▶ Exercise
Up to and including the line that contains "use crate::config::StorefrontConfig;", write out each line of the material from its first line, exactly.

▶ Provided data
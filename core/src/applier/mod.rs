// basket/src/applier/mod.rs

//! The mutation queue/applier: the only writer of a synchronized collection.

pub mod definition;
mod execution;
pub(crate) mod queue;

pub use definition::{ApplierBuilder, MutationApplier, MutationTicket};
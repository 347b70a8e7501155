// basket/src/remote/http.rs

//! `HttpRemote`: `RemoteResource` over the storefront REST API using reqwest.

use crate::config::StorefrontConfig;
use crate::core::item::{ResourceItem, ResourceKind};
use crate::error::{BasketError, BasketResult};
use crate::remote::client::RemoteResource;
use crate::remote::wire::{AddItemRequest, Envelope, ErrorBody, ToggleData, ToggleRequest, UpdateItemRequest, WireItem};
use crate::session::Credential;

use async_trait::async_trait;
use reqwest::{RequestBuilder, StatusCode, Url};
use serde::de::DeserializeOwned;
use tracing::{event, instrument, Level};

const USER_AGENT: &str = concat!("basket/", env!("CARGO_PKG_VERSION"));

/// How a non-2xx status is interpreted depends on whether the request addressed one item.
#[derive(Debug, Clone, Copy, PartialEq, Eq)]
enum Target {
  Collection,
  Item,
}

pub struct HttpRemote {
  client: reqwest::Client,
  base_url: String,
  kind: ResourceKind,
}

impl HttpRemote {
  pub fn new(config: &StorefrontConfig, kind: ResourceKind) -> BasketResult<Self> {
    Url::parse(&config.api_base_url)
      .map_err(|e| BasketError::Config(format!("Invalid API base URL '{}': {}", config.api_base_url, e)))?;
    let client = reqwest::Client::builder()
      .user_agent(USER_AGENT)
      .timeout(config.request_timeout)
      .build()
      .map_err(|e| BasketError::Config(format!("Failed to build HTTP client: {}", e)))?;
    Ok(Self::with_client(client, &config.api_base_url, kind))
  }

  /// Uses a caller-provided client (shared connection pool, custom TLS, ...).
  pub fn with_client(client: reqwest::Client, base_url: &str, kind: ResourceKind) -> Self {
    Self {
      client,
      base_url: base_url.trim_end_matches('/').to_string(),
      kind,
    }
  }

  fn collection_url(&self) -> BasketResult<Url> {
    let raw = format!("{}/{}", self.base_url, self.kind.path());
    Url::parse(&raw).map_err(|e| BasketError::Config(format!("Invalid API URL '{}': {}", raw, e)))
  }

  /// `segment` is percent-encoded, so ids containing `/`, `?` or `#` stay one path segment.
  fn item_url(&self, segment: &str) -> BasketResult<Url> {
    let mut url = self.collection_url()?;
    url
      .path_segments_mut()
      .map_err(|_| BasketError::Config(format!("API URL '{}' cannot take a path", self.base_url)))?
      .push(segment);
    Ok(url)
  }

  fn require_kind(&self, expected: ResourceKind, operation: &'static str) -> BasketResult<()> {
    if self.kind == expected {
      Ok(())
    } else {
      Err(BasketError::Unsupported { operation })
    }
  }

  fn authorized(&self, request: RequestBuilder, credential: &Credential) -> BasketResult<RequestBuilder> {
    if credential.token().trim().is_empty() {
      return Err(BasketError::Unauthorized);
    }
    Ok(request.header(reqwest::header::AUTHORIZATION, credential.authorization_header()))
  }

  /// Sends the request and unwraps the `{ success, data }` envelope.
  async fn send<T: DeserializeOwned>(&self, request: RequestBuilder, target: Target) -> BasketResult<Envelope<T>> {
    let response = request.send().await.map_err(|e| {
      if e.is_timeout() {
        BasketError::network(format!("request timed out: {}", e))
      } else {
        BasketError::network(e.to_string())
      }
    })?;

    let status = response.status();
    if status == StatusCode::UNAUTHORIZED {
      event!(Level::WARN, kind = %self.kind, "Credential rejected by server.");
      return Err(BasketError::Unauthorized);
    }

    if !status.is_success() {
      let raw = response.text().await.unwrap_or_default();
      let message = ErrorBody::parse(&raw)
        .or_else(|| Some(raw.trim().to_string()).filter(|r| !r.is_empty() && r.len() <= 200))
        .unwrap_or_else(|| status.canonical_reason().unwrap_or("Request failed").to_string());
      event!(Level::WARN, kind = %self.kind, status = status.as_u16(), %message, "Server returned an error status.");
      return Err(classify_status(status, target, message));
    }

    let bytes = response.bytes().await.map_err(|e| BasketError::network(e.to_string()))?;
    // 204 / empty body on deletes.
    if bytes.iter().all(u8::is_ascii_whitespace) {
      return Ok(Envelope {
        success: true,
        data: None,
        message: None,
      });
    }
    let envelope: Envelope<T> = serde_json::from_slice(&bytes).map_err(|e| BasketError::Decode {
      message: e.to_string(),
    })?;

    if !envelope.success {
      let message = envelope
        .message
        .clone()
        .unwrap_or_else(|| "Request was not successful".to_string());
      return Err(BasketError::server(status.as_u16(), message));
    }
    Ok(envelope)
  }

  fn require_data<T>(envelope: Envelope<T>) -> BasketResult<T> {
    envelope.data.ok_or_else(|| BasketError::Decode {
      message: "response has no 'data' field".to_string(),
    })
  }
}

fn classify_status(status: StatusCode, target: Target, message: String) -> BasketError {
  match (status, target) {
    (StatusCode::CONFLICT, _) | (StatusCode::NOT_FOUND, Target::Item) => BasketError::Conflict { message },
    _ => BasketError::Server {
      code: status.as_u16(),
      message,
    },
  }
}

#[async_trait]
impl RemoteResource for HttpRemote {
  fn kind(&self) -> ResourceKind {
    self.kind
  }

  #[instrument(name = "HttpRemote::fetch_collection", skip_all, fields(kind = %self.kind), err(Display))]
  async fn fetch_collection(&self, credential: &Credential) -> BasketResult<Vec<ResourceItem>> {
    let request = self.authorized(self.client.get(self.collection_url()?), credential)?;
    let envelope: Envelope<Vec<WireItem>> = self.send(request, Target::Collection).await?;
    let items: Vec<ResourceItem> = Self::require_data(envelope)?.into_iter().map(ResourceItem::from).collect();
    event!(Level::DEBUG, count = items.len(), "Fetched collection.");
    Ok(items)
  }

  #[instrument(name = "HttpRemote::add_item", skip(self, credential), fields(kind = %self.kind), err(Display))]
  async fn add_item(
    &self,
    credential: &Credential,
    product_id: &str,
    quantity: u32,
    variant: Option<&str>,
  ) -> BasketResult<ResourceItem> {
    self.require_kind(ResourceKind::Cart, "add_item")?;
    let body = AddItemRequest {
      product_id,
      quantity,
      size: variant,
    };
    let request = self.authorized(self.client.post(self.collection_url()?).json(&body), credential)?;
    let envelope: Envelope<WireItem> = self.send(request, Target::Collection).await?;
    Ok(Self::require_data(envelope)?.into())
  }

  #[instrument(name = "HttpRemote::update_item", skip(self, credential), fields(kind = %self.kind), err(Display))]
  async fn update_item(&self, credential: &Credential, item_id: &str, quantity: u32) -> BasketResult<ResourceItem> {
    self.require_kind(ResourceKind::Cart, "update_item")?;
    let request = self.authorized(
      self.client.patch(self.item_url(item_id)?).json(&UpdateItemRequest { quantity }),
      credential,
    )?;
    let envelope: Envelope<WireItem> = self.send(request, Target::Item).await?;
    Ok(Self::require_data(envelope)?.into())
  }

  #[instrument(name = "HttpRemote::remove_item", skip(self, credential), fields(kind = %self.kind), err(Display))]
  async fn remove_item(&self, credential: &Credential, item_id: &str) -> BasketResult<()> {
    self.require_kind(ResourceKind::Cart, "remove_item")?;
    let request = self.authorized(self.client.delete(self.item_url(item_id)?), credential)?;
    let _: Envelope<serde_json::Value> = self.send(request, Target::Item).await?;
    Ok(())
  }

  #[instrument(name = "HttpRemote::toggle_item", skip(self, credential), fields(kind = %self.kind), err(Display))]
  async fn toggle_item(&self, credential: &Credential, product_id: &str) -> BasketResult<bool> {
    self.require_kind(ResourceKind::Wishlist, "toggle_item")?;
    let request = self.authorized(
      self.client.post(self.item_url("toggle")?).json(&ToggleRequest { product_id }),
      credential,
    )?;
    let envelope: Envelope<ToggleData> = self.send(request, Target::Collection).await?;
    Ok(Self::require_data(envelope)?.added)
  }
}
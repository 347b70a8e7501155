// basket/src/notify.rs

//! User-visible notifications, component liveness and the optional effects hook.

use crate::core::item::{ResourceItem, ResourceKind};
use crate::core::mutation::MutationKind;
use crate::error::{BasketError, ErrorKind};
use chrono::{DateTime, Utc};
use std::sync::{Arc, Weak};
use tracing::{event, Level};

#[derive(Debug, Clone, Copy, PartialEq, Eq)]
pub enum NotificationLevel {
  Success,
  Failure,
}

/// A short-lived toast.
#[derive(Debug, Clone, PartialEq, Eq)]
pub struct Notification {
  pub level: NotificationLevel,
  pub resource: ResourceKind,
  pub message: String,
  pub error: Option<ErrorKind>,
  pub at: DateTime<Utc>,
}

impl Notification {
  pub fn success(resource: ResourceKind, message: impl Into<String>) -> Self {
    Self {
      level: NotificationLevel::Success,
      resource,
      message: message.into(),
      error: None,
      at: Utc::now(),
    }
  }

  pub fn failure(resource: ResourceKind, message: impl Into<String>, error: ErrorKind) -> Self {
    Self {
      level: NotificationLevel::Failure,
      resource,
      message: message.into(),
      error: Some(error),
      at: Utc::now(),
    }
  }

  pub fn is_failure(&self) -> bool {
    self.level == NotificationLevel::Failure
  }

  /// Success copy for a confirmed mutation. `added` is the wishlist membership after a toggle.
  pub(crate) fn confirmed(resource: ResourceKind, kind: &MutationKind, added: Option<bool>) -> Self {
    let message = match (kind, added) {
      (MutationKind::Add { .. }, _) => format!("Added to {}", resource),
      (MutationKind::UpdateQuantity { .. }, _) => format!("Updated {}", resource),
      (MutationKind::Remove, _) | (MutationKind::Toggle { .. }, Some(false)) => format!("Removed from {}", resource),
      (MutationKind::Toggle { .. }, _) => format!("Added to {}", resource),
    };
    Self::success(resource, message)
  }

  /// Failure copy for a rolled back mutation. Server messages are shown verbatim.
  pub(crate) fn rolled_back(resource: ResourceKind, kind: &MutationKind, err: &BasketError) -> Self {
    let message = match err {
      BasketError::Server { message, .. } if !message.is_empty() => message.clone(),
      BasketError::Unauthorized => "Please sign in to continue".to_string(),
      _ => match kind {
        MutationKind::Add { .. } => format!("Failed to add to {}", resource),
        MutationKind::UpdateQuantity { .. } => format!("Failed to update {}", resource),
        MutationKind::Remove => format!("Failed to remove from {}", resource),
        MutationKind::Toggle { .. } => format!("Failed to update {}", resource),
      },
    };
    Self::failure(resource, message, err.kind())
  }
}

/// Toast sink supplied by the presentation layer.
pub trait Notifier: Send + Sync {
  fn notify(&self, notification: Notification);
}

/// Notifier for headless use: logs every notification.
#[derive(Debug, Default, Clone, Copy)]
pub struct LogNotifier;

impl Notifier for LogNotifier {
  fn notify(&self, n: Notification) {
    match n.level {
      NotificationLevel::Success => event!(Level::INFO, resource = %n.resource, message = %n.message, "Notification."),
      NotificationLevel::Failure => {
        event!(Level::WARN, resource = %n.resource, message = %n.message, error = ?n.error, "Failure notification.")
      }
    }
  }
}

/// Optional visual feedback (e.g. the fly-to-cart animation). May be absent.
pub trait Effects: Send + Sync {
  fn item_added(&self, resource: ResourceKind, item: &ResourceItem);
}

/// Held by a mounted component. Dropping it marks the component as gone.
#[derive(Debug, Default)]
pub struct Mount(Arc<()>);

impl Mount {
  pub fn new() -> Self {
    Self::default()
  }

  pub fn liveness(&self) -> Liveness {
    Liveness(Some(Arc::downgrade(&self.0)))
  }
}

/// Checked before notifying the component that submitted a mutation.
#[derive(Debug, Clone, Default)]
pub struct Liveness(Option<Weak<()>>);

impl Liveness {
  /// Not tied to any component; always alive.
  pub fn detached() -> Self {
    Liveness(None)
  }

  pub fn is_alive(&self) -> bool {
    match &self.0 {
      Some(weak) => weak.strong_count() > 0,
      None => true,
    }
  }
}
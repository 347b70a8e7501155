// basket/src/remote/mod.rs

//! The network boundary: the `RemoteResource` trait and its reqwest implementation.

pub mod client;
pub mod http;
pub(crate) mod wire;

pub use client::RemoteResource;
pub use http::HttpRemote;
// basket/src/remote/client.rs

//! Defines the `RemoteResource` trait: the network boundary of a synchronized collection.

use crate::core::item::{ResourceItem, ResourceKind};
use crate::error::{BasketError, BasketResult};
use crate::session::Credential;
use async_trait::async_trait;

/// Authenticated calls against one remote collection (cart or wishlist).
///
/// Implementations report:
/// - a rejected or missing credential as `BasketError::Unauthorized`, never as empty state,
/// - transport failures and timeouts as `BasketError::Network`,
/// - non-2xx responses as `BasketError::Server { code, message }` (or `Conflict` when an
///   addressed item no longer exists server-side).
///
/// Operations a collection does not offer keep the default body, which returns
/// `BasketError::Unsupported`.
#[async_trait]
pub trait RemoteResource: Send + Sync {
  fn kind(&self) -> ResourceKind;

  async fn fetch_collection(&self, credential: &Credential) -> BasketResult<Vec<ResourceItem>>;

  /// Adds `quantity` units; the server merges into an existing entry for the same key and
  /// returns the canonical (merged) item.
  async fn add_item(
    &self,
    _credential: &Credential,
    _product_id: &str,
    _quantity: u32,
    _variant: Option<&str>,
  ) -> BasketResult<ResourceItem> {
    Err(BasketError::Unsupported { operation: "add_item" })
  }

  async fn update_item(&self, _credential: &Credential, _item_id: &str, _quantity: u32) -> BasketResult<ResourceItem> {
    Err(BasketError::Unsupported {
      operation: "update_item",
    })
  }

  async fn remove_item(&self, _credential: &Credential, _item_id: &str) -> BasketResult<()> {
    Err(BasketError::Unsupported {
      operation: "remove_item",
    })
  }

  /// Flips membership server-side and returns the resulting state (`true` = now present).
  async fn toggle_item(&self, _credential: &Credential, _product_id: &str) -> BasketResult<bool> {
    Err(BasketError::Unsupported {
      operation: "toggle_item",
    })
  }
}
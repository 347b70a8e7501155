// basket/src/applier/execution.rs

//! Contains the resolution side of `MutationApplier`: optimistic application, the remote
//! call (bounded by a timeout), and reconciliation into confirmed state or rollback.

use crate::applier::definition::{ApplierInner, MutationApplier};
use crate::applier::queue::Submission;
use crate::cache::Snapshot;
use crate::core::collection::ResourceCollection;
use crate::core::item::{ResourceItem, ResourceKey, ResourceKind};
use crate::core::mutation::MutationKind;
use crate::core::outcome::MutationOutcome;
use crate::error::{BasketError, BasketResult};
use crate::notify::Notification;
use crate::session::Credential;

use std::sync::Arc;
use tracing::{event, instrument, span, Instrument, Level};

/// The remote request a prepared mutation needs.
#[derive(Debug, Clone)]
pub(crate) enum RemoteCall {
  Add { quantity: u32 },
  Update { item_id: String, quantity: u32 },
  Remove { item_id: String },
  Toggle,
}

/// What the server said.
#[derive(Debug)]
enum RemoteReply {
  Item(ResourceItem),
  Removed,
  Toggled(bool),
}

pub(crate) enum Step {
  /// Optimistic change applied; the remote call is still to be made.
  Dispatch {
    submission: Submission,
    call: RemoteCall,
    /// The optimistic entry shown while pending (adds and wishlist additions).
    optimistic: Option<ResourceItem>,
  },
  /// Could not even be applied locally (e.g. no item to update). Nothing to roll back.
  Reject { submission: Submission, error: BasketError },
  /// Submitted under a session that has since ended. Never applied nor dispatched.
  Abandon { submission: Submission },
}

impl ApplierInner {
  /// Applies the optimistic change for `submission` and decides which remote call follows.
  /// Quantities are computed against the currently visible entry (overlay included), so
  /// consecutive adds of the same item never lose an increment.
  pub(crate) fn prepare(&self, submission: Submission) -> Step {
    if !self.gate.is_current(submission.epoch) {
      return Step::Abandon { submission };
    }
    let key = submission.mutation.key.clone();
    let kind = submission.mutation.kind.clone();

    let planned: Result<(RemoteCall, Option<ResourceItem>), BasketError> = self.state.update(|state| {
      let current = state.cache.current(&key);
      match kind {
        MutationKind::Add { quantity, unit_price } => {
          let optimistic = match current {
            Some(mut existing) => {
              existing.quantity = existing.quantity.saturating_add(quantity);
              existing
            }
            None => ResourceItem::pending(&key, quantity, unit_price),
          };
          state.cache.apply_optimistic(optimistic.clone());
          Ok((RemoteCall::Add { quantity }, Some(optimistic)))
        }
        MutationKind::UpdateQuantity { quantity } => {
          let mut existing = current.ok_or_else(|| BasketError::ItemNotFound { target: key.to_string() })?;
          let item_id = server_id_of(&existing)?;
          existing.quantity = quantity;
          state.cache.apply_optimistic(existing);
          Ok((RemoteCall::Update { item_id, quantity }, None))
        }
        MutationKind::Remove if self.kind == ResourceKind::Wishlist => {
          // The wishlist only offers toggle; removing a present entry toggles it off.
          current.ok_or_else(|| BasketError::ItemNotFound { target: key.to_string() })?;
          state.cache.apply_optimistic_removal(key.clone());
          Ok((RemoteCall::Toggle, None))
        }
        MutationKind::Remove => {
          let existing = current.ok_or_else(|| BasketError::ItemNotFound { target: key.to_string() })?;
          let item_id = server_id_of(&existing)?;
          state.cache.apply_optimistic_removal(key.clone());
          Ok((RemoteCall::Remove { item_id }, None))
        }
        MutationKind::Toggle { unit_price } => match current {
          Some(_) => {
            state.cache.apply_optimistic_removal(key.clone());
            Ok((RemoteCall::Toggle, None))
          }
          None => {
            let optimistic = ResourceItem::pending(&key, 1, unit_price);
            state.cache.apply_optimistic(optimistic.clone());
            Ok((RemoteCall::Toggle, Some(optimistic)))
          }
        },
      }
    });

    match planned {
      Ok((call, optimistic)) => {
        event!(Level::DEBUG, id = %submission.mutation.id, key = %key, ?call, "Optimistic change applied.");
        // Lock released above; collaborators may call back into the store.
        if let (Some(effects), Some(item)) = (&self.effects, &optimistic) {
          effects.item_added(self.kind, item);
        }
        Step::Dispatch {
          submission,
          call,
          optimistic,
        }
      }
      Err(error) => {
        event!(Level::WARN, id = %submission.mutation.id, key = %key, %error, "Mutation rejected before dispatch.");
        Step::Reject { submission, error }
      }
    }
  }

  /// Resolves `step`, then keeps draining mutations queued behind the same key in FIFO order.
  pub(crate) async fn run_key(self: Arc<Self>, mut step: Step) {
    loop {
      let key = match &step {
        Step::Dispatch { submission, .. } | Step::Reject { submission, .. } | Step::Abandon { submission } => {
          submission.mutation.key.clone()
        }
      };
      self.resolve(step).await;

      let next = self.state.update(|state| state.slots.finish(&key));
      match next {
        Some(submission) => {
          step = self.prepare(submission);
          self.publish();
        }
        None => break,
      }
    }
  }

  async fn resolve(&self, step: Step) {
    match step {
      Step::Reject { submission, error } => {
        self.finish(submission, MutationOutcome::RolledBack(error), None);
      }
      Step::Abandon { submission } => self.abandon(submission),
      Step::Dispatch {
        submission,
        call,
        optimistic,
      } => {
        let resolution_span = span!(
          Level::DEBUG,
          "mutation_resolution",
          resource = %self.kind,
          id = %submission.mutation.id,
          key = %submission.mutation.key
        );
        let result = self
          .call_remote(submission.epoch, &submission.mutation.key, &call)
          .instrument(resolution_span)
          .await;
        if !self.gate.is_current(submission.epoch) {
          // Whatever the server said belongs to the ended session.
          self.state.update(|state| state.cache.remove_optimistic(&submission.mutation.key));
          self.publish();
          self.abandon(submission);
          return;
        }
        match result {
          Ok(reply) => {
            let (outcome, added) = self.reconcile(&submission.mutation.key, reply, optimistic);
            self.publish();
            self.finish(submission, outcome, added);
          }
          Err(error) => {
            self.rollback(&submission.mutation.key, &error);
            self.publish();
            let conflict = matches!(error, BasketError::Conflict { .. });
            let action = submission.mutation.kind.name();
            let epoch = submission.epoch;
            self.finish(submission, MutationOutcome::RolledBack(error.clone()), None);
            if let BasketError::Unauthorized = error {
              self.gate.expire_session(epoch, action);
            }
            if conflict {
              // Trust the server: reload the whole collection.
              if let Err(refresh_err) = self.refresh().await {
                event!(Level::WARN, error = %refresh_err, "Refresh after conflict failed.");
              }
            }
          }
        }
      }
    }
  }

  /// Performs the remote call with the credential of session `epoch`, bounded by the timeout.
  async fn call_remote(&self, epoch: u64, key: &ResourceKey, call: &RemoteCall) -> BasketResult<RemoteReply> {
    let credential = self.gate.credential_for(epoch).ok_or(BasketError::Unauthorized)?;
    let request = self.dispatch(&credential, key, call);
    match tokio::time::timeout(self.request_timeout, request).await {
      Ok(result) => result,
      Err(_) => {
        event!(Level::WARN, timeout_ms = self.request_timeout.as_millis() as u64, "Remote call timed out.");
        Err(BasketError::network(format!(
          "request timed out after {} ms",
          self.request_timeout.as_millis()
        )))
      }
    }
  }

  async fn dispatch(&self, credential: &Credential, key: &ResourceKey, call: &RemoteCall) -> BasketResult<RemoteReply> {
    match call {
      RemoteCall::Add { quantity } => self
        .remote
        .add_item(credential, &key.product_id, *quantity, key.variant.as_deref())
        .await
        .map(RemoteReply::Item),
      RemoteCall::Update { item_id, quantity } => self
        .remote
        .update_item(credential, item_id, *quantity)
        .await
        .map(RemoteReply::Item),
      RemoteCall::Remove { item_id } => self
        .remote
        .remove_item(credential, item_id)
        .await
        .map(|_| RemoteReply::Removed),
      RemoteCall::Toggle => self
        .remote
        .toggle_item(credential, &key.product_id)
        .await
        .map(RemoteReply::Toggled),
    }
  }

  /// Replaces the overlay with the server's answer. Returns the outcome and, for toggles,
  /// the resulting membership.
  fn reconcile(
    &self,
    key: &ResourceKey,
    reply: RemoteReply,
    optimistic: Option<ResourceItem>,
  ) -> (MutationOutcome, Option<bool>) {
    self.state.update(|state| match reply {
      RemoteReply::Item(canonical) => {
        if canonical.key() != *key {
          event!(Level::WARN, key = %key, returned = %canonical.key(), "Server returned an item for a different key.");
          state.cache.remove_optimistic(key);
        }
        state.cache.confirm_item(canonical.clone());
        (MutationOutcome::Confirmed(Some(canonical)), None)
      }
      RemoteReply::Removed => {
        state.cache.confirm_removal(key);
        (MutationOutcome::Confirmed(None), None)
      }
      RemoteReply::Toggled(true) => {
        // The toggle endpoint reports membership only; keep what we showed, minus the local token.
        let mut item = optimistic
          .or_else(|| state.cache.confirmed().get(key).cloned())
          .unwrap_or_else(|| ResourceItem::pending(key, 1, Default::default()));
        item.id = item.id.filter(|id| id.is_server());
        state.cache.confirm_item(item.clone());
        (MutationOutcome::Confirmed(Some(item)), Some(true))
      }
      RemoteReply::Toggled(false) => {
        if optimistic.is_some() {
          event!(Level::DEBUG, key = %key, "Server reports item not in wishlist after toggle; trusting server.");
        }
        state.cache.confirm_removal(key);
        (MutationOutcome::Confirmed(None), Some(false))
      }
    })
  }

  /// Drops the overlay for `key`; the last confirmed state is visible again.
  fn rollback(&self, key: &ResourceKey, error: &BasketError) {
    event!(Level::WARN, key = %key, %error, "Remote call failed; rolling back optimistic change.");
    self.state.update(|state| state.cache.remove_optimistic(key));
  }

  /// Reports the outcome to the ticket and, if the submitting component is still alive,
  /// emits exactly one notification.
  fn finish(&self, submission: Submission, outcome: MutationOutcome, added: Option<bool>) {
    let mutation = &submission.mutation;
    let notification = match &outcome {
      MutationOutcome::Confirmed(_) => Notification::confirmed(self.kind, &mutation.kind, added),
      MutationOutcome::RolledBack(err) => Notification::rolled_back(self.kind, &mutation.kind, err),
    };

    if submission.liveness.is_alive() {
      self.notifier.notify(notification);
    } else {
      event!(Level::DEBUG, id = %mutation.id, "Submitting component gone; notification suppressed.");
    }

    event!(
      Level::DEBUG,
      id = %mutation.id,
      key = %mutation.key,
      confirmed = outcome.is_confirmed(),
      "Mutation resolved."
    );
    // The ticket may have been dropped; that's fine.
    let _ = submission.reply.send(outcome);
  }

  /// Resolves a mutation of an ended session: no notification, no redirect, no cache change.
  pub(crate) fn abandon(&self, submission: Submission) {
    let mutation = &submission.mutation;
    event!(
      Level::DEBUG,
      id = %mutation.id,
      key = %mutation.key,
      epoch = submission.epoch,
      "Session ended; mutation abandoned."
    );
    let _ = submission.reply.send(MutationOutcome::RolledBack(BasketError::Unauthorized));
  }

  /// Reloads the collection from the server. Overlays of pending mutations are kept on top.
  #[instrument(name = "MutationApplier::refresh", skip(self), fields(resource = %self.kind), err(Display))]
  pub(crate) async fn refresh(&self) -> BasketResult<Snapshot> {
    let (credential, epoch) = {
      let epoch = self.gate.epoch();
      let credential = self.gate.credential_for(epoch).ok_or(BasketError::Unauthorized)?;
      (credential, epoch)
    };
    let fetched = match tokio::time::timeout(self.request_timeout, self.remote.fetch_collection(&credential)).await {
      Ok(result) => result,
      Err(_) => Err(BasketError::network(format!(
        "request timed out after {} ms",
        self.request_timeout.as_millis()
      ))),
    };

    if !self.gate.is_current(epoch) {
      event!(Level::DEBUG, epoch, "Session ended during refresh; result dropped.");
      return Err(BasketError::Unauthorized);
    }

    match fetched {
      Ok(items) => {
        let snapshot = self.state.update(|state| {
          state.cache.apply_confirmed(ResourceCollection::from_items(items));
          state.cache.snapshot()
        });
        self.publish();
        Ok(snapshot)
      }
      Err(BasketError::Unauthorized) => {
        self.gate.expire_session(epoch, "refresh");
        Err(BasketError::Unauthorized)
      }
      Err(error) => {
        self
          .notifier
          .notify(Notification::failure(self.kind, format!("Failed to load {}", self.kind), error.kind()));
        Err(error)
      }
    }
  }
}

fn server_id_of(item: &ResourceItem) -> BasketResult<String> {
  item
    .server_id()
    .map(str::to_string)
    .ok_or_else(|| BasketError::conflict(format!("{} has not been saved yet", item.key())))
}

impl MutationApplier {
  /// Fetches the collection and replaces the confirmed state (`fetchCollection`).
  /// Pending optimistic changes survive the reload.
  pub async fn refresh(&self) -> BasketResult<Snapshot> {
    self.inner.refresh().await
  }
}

▶ Answer to the exercise
filename core/src/applier/mod.rs
// basket/src/applier/mod.rs

//! The mutation queue/applier: the only writer of a synchronized collection.

pub mod definition;
mod execution;
pub(crate) mod queue;

pub use definition::{ApplierBuilder, MutationApplier, MutationTicket};
repository 347b70a8e7501155
// basket/src/remote/http.rs

//! `HttpRemote`: `RemoteResource` over the storefront REST API using reqwest.

use crate::config::StorefrontConfig;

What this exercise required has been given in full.